The new Office of Financial Research (OFR) is asking for ideas about how it should go about creating a legal entity identifier (LEI) system for financial contracts.

The OFR is a new agency created at the U.S. Treasury Department by the Dodd-Frank Wall Street Reform and Consumer Protection Act.

The OFR is supposed to help another new entity, the Financial Stability Oversight Council, keep tabs on the financial services sector as a whole and identity any problems that could hurt the financial system.

The OFR “intends to standardize how parties to financial contracts are identified in the Compassdata it collects on behalf of the Council,” OFR officials say in a notice published today in the Federal Register.

The OFR is starting by issuing a “statement of policy” indicating that it would like to adopt an LEI standard that is established and implemented by private industry and other relevant stakeholders through a consensus process.

The LEI itself would be used to link to databases with information about legal entities, but “the identifier itself should not incorporate substantial information about the entity, such as name or principal place of business,” officials note.

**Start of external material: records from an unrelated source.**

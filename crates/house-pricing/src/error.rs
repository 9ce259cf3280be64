use crate::config::ConfigError;
use crate::prediction::{HouseImportError, PredictionServiceError};
use crate::telemetry::TelemetryError;
use axum::http::StatusCode;
use axum::response::{IntoResponse, Response};
use axum::Json;
use serde_json::json;
use std::fmt;

#[derive(Debug)]
pub enum AppError {
    Config(ConfigError),
    Telemetry(TelemetryError),
    Io(std::io::Error),
    Server(axum::Error),
    Import(HouseImportError),
    Prediction(PredictionServiceError),
}

impl fmt::Display for AppError {
    fn fmt(&self, f: &mut fmt::Formatter<'_>) -> fmt::Result {
        match self {
            AppError::Config(err) => write!(f, "configuration error: {}", err),
            AppError::Telemetry(err) => write!(f, "telemetry error: {}", err),
            AppError::Io(err) => write!(f, "io error: {}", err),
            AppError::Server(err) => write!(f, "server error: {}", err),
            AppError::Import(err) => write!(f, "import error: {}", err),
            AppError::Prediction(err) => write!(f, "prediction error: {}", err),
        }
    }
}

impl std::error::Error for AppError {
    fn source(&self) -> Option<&(dyn std::error::Error + 'static)> {
        match self {
            AppError::Config(err) => Some(err),
            AppError::Telemetry(err) => Some(err),
            AppError::Io(err) => Some(err),
            AppError::Server(err) => Some(err),
            AppError::Import(err) => Some(err),
            AppError::Prediction(err) => Some(err),
        }
    }
}

impl IntoResponse for AppError {
    fn into_response(self) -> Response {
        let status = match self {
            AppError::Import(_) => StatusCode::BAD_REQUEST,
            AppError::Prediction(PredictionServiceError::Validation(_)) => {
                StatusCode::UNPROCESSABLE_ENTITY
            }
            AppError::Config(_)
            | AppError::Telemetry(_)
            | AppError::Io(_)
            | AppError::Server(_)
            | AppError::Prediction(_) => StatusCode::INTERNAL_SERVER_ERROR,
        };

        let body = Json(json!({ "error": self.to_string() }));
        (status, body).into_response()
    }
}

impl From<ConfigError> for AppError {
    fn from(value: ConfigError) -> Self {
        Self::Config(value)
    }
}

impl From<TelemetryError> for AppError {
    fn from(value: TelemetryError) -> Self {
        Self::Telemetry(value)
    }
}

impl From<std::io::Error> for AppError {
    fn from(value: std::io::Error) -> Self {
        Self::Io(value)
    }
}

impl From<axum::Error> for AppError {
    fn from(value: axum::Error) -> Self {
        Self::Server(value)
    }
}

impl From<HouseImportError> for AppError {
    fn from(value: HouseImportError) -> Self {
        Self::Import(value)
    }
}

impl From<PredictionServiceError> for AppError {
    fn from(value: PredictionServiceError) -> Self {
        Self::Prediction(value)
    }
}
use serde::{Deserialize, Serialize};

/// Named controls on the estimate form, in the order they are validated.
#[derive(Debug, Clone, Copy, PartialEq, Eq, PartialOrd, Ord, Hash, Serialize, Deserialize)]
#[serde(rename_all = "lowercase")]
pub enum FormField {
    Area,
    Bedrooms,
    Bathrooms,
    Stories,
    MainRoad,
    GuestRoom,
    Basement,
    HotWaterHeating,
    AirConditioning,
    Parking,
    PrefArea,
    FurnishingStatus,
}

impl FormField {
    pub const fn ordered() -> [Self; 12] {
        [
            Self::Area,
            Self::Bedrooms,
            Self::Bathrooms,
            Self::Stories,
            Self::MainRoad,
            Self::GuestRoom,
            Self::Basement,
            Self::HotWaterHeating,
            Self::AirConditioning,
            Self::Parking,
            Self::PrefArea,
            Self::FurnishingStatus,
        ]
    }

    /// Wire name used by form controls and CSV headers.
    pub const fn name(self) -> &'static str {
        match self {
            Self::Area => "area",
            Self::Bedrooms => "bedrooms",
            Self::Bathrooms => "bathrooms",
            Self::Stories => "stories",
            Self::MainRoad => "mainroad",
            Self::GuestRoom => "guestroom",
            Self::Basement => "basement",
            Self::HotWaterHeating => "hotwaterheating",
            Self::AirConditioning => "airconditioning",
            Self::Parking => "parking",
            Self::PrefArea => "prefarea",
            Self::FurnishingStatus => "furnishingstatus",
        }
    }

    /// Human wording used inside validation messages.
    pub const fn label(self) -> &'static str {
        match self {
            Self::Area => "area",
            Self::Bedrooms => "number of bedrooms",
            Self::Bathrooms => "number of bathrooms",
            Self::Stories => "number of stories",
            Self::MainRoad => "main road access",
            Self::GuestRoom => "guest room option",
            Self::Basement => "basement option",
            Self::HotWaterHeating => "hot water heating option",
            Self::AirConditioning => "air conditioning option",
            Self::Parking => "parking spaces",
            Self::PrefArea => "preferred area option",
            Self::FurnishingStatus => "furnishing status",
        }
    }

    pub fn from_name(name: &str) -> Option<Self> {
        Self::ordered()
            .into_iter()
            .find(|field| field.name() == name)
    }
}

/// Mutually exclusive furnishing levels offered on the form.
#[derive(Debug, Clone, Copy, PartialEq, Eq, Hash, Serialize, Deserialize)]
#[serde(rename_all = "kebab-case")]
pub enum FurnishingStatus {
    Furnished,
    SemiFurnished,
    Unfurnished,
}

impl FurnishingStatus {
    pub const fn as_str(self) -> &'static str {
        match self {
            Self::Furnished => "furnished",
            Self::SemiFurnished => "semi-furnished",
            Self::Unfurnished => "unfurnished",
        }
    }

    pub fn parse(raw: &str) -> Option<Self> {
        match raw.trim().to_ascii_lowercase().as_str() {
            "furnished" => Some(Self::Furnished),
            "semi-furnished" => Some(Self::SemiFurnished),
            "unfurnished" => Some(Self::Unfurnished),
            _ => None,
        }
    }
}

/// Amenity flags collected as yes/no answers.
#[derive(Debug, Clone, Copy, Default, PartialEq, Eq, Serialize, Deserialize)]
pub struct Amenities {
    pub mainroad: bool,
    pub guestroom: bool,
    pub basement: bool,
    pub hotwaterheating: bool,
    pub airconditioning: bool,
    pub prefarea: bool,
}

/// A fully validated house description ready for pricing.
#[derive(Debug, Clone, Copy, PartialEq, Eq, Serialize, Deserialize)]
pub struct HouseAttributes {
    pub area: u32,
    pub bedrooms: u32,
    pub bathrooms: u32,
    pub stories: u32,
    pub parking: u32,
    pub amenities: Amenities,
    pub furnishing: FurnishingStatus,
}

/// Raw estimate produced by the pricing formula.
#[derive(Debug, Clone, PartialEq, Serialize, Deserialize)]
pub struct PricePrediction {
    pub price: u64,
    pub confidence: f64,
    pub factors: Vec<String>,
}

/// Display-ready estimate returned to form callers.
#[derive(Debug, Clone, PartialEq, Serialize, Deserialize)]
pub struct PredictionView {
    pub price: u64,
    pub formatted_price: String,
    pub confidence: f64,
    pub factors: Vec<String>,
}

impl PredictionView {
    pub fn from_prediction(prediction: PricePrediction) -> Self {
        Self {
            formatted_price: super::format::format_price(prediction.price),
            price: prediction.price,
            confidence: prediction.confidence,
            factors: prediction.factors,
        }
    }
}

#[cfg(test)]
mod tests {
    use super::*;

    #[test]
    fn field_names_round_trip_through_lookup() {
        for field in FormField::ordered() {
            assert_eq!(FormField::from_name(field.name()), Some(field));
        }
        assert_eq!(FormField::from_name("price"), None);
    }

    #[test]
    fn furnishing_parse_is_case_insensitive() {
        assert_eq!(
            FurnishingStatus::parse(" Semi-Furnished "),
            Some(FurnishingStatus::SemiFurnished)
        );
        assert_eq!(FurnishingStatus::parse("semi furnished"), None);
    }

    #[test]
    fn furnishing_serializes_with_form_values() {
        let encoded = serde_json::to_string(&FurnishingStatus::SemiFurnished).unwrap();
        assert_eq!(encoded, "\"semi-furnished\"");
    }
}
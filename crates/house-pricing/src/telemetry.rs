use crate::config::TelemetryConfig;
use std::fmt;
use tracing_subscriber::filter::ParseError;
use tracing_subscriber::EnvFilter;

#[derive(Debug)]
pub enum TelemetryError {
    EnvFilter { value: String, source: ParseError },
    Subscriber(Box<dyn std::error::Error + Send + Sync>),
}

impl fmt::Display for TelemetryError {
    fn fmt(&self, f: &mut fmt::Formatter<'_>) -> fmt::Result {
        match self {
            TelemetryError::EnvFilter { value, .. } => {
                write!(
                    f,
                    "invalid log level/filter '{}': unable to build EnvFilter",
                    value
                )
            }
            TelemetryError::Subscriber(err) => write!(f, "telemetry error: {err}"),
        }
    }
}

impl std::error::Error for TelemetryError {
    fn source(&self) -> Option<&(dyn std::error::Error + 'static)> {
        match self {
            TelemetryError::EnvFilter { source, .. } => Some(source),
            TelemetryError::Subscriber(err) => Some(&**err),
        }
    }
}

/// Install the global subscriber. `RUST_LOG` wins over the configured level.
pub fn init(config: &TelemetryConfig) -> Result<(), TelemetryError> {
    let env_filter = filter_for(config)?;

    tracing_subscriber::fmt()
        .with_env_filter(env_filter)
        .with_target(false)
        .compact()
        .with_ansi(false)
        .try_init()
        .map_err(TelemetryError::Subscriber)
}

fn filter_for(config: &TelemetryConfig) -> Result<EnvFilter, TelemetryError> {
    match EnvFilter::try_from_default_env() {
        Ok(filter) => Ok(filter),
        Err(_) => {
            EnvFilter::try_new(&config.log_level).map_err(|source| TelemetryError::EnvFilter {
                value: config.log_level.clone(),
                source,
            })
        }
    }
}
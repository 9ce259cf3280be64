use crate::demo::{run_batch, run_demo, run_format, run_predict, BatchArgs, DemoArgs, PredictArgs};
use crate::server;
use clap::{Args, Parser, Subcommand};
use house_pricing::error::AppError;

#[derive(Parser, Debug)]
#[command(
    name = "House Price Estimator",
    about = "Serve and demo the synthetic house price estimator from the command line",
    version
)]
struct Cli {
    #[command(subcommand)]
    command: Option<Command>,
}

#[derive(Subcommand, Debug)]
enum Command {
    /// Start the HTTP service (default command)
    Serve(ServeArgs),
    /// Estimate a single house from command-line fields
    Predict(PredictArgs),
    /// Estimate every row of a CSV export
    Batch(BatchArgs),
    /// Print a rupee amount the way the estimate card shows it
    Format {
        /// Amount in rupees
        price: u64,
    },
    /// Walk through a few sample houses end to end
    Demo(DemoArgs),
}

#[derive(Args, Debug, Default)]
pub(crate) struct ServeArgs {
    /// Override the configured host for the HTTP server
    #[arg(long)]
    pub(crate) host: Option<String>,
    /// Override the configured port for the HTTP server
    #[arg(long)]
    pub(crate) port: Option<u16>,
}

pub(crate) async fn run() -> Result<(), AppError> {
    let cli = Cli::parse();
    let command = cli
        .command
        .unwrap_or_else(|| Command::Serve(ServeArgs::default()));

    match command {
        Command::Serve(args) => server::run(args).await,
        Command::Predict(args) => run_predict(args).await,
        Command::Batch(args) => run_batch(args),
        Command::Format { price } => {
            run_format(price);
            Ok(())
        }
        Command::Demo(args) => run_demo(args).await,
    }
}

#[cfg(test)]
mod tests {
    use super::*;

    #[test]
    fn no_arguments_defaults_to_serve() {
        let cli = Cli::try_parse_from(["house-pricing-api"]).expect("parses");
        assert!(cli.command.is_none());
    }

    #[test]
    fn predict_accepts_form_fields() {
        let cli = Cli::try_parse_from([
            "house-pricing-api",
            "predict",
            "--area",
            "4000",
            "--bedrooms",
            "3",
            "--furnishingstatus",
            "furnished",
            "--no-delay",
        ])
        .expect("parses");

        match cli.command {
            Some(Command::Predict(args)) => {
                assert_eq!(args.area.as_deref(), Some("4000"));
                assert!(args.no_delay);
                assert!(args.parking.is_none());
            }
            other => panic!("expected predict, got {other:?}"),
        }
    }

    #[test]
    fn format_takes_positional_price() {
        let cli = Cli::try_parse_from(["house-pricing-api", "format", "12345678"]).expect("parses");
        assert!(matches!(cli.command, Some(Command::Format { price: 12_345_678 })));
    }
}
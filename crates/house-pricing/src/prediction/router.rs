use std::collections::BTreeMap;
use std::sync::Arc;

use axum::{
    extract::{Query, State},
    http::StatusCode,
    response::{IntoResponse, Response},
    routing::{get, post},
    Form, Json, Router,
};
use serde::Deserialize;
use serde_json::{json, Value};

use super::domain::PredictionView;
use super::repository::PredictionRepository;
use super::service::{PredictionService, PredictionServiceError};
use super::validation::{single_valued, RawForm};

const DEFAULT_SAVED_LIMIT: usize = 20;

/// Router builder exposing the estimate form endpoints.
pub fn prediction_router<R>(service: Arc<PredictionService<R>>) -> Router
where
    R: PredictionRepository + 'static,
{
    Router::new()
        .route("/api/v1/predictions", post(predict_json_handler::<R>))
        .route("/api/v1/predictions/form", post(predict_form_handler::<R>))
        .route(
            "/api/v1/predictions/saved",
            post(save_handler::<R>).get(saved_handler::<R>),
        )
        .route("/api/v1/search", get(search_handler::<R>))
        .route("/api/v1/navigate", get(navigate_handler::<R>))
        .with_state(service)
}

/// Collapse JSON scalars into the strings a form control would have posted.
pub(crate) fn form_from_json(payload: BTreeMap<String, Value>) -> RawForm {
    payload
        .into_iter()
        .filter_map(|(key, value)| {
            let raw = match value {
                Value::String(text) => text,
                Value::Number(number) => number.to_string(),
                Value::Bool(true) => "yes".to_string(),
                Value::Bool(false) => "no".to_string(),
                Value::Null => String::new(),
                Value::Array(_) | Value::Object(_) => return None,
            };
            Some((key, raw))
        })
        .collect()
}

pub(crate) async fn predict_json_handler<R>(
    State(service): State<Arc<PredictionService<R>>>,
    Json(payload): Json<BTreeMap<String, Value>>,
) -> Response
where
    R: PredictionRepository + 'static,
{
    let form = form_from_json(payload);
    let result = service.predict(&form).await;
    prediction_response(&service, result)
}

pub(crate) async fn predict_form_handler<R>(
    State(service): State<Arc<PredictionService<R>>>,
    Form(pairs): Form<Vec<(String, String)>>,
) -> Response
where
    R: PredictionRepository + 'static,
{
    let form = single_valued(pairs);
    let result = service.predict(&form).await;
    prediction_response(&service, result)
}

/// Maps a prediction outcome to a response. Estimation itself cannot fail, so
/// the 500 arm only catches service errors added later.
pub(crate) fn prediction_response<R>(
    service: &PredictionService<R>,
    result: Result<PredictionView, PredictionServiceError>,
) -> Response
where
    R: PredictionRepository + 'static,
{
    match result {
        Ok(view) => (StatusCode::OK, Json(view)).into_response(),
        Err(PredictionServiceError::Validation(errors)) => {
            let payload = json!({ "errors": errors });
            (StatusCode::UNPROCESSABLE_ENTITY, Json(payload)).into_response()
        }
        Err(other) => {
            tracing::error!(error = %other, "prediction failed");
            let payload = json!({
                "error": other.to_string(),
                "notification": service.notifier().prediction_failed(),
            });
            (StatusCode::INTERNAL_SERVER_ERROR, Json(payload)).into_response()
        }
    }
}

pub(crate) async fn save_handler<R>(
    State(service): State<Arc<PredictionService<R>>>,
    Json(prediction): Json<PredictionView>,
) -> Response
where
    R: PredictionRepository + 'static,
{
    match service.save(prediction).await {
        Ok(ack) => (StatusCode::CREATED, Json(ack)).into_response(),
        Err(other) => {
            let payload = json!({ "error": other.to_string() });
            (StatusCode::INTERNAL_SERVER_ERROR, Json(payload)).into_response()
        }
    }
}

#[derive(Debug, Default, Deserialize)]
pub(crate) struct SavedQuery {
    #[serde(default)]
    limit: Option<usize>,
}

pub(crate) async fn saved_handler<R>(
    State(service): State<Arc<PredictionService<R>>>,
    Query(query): Query<SavedQuery>,
) -> Response
where
    R: PredictionRepository + 'static,
{
    let limit = query.limit.unwrap_or(DEFAULT_SAVED_LIMIT);
    match service.saved(limit) {
        Ok(predictions) => {
            let payload = json!({
                "notification": service.notifier().opening_saved(),
                "predictions": predictions,
            });
            (StatusCode::OK, Json(payload)).into_response()
        }
        Err(other) => {
            let payload = json!({ "error": other.to_string() });
            (StatusCode::INTERNAL_SERVER_ERROR, Json(payload)).into_response()
        }
    }
}

#[derive(Debug, Default, Deserialize)]
pub(crate) struct SearchQuery {
    #[serde(default)]
    q: String,
}

pub(crate) async fn search_handler<R>(
    State(service): State<Arc<PredictionService<R>>>,
    Query(query): Query<SearchQuery>,
) -> Response
where
    R: PredictionRepository + 'static,
{
    let notifications = service.notifier().search(&query.q);
    (StatusCode::OK, Json(notifications)).into_response()
}

#[derive(Debug, Default, Deserialize)]
pub(crate) struct NavigateQuery {
    #[serde(default)]
    link: String,
}

pub(crate) async fn navigate_handler<R>(
    State(service): State<Arc<PredictionService<R>>>,
    Query(query): Query<NavigateQuery>,
) -> Response
where
    R: PredictionRepository + 'static,
{
    let notification = service.notifier().navigation(&query.link);
    (StatusCode::OK, Json(notification)).into_response()
}
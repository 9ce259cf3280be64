use std::sync::Mutex;

use rand::rngs::StdRng;
use rand::{Rng, SeedableRng};

const MAX_POSITION: f64 = 0.999_999;

/// Source of the uniform draws used for price variation, confidence and latency jitter.
pub trait NoiseSource: Send + Sync {
    /// Uniform sample in `[low, high)`. Returns `low` when the range is empty.
    fn sample(&self, low: f64, high: f64) -> f64;
}

fn empty_range(low: f64, high: f64) -> bool {
    low.is_nan() || high.is_nan() || high <= low
}

/// Entropy- or seed-backed generator for real runs.
pub struct RandomNoise {
    rng: Mutex<StdRng>,
}

impl RandomNoise {
    pub fn from_entropy() -> Self {
        Self {
            rng: Mutex::new(StdRng::from_entropy()),
        }
    }

    pub fn seeded(seed: u64) -> Self {
        Self {
            rng: Mutex::new(StdRng::seed_from_u64(seed)),
        }
    }

    pub fn from_seed_option(seed: Option<u64>) -> Self {
        match seed {
            Some(seed) => Self::seeded(seed),
            None => Self::from_entropy(),
        }
    }
}

impl NoiseSource for RandomNoise {
    fn sample(&self, low: f64, high: f64) -> f64 {
        if empty_range(low, high) {
            return low;
        }
        let mut rng = self
            .rng
            .lock()
            .unwrap_or_else(|poisoned| poisoned.into_inner());
        rng.gen_range(low..high)
    }
}

/// Always lands at the same relative position inside the requested range.
#[derive(Debug, Clone, Copy)]
pub struct FixedNoise {
    position: f64,
}

impl FixedNoise {
    /// `position` is clamped into `[0, 1)`; 0 yields the low end of every range.
    pub fn new(position: f64) -> Self {
        let position = if position.is_finite() {
            position.clamp(0.0, MAX_POSITION)
        } else {
            0.0
        };
        Self { position }
    }

    pub fn low() -> Self {
        Self::new(0.0)
    }

    pub fn midpoint() -> Self {
        Self::new(0.5)
    }
}

impl NoiseSource for FixedNoise {
    fn sample(&self, low: f64, high: f64) -> f64 {
        if empty_range(low, high) {
            return low;
        }
        low + (high - low) * self.position
    }
}

#[cfg(test)]
mod tests {
    use super::*;

    #[test]
    fn seeded_noise_is_reproducible_and_in_range() {
        let first = RandomNoise::seeded(7);
        let second = RandomNoise::seeded(7);
        for _ in 0..100 {
            let a = first.sample(0.9, 1.1);
            let b = second.sample(0.9, 1.1);
            assert_eq!(a, b);
            assert!((0.9..1.1).contains(&a));
        }
    }

    #[test]
    fn empty_range_returns_low_end() {
        assert_eq!(RandomNoise::seeded(1).sample(3.0, 3.0), 3.0);
        assert_eq!(FixedNoise::midpoint().sample(5.0, 2.0), 5.0);
    }

    #[test]
    fn fixed_noise_positions() {
        assert_eq!(FixedNoise::low().sample(0.85, 0.95), 0.85);
        let mid = FixedNoise::midpoint().sample(0.9, 1.1);
        assert!((mid - 1.0).abs() < 1e-12);
        let top = FixedNoise::new(7.0).sample(0.85, 0.95);
        assert!(top < 0.95);
    }
}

Companies change names and locations all the time, and the OFR wants the LEIs to be more persistent, officials say.

Coming up with a good LEI standard could help counterparties with risk management and margin calculations, and LEIs also could help with efforts to automated financial services company back-office operations, officials say.

“In the public sphere, correctly identifying

parties to financial contracts is critical to assessing the connections among financial firms and to monitoring systemic risk,” officials say.

Private firms and regulators have created a variety of identifiers, but the existence of so many standards creates problems for regulators and policymakers, officials say.

If possible, the OFR would like to issue LEI mandatory use regulations sometime around July 15, 2011.

The request for information does not refer directly to insurance companies or nonbank financial services companies.

Comments are due Jan. 31, 2011.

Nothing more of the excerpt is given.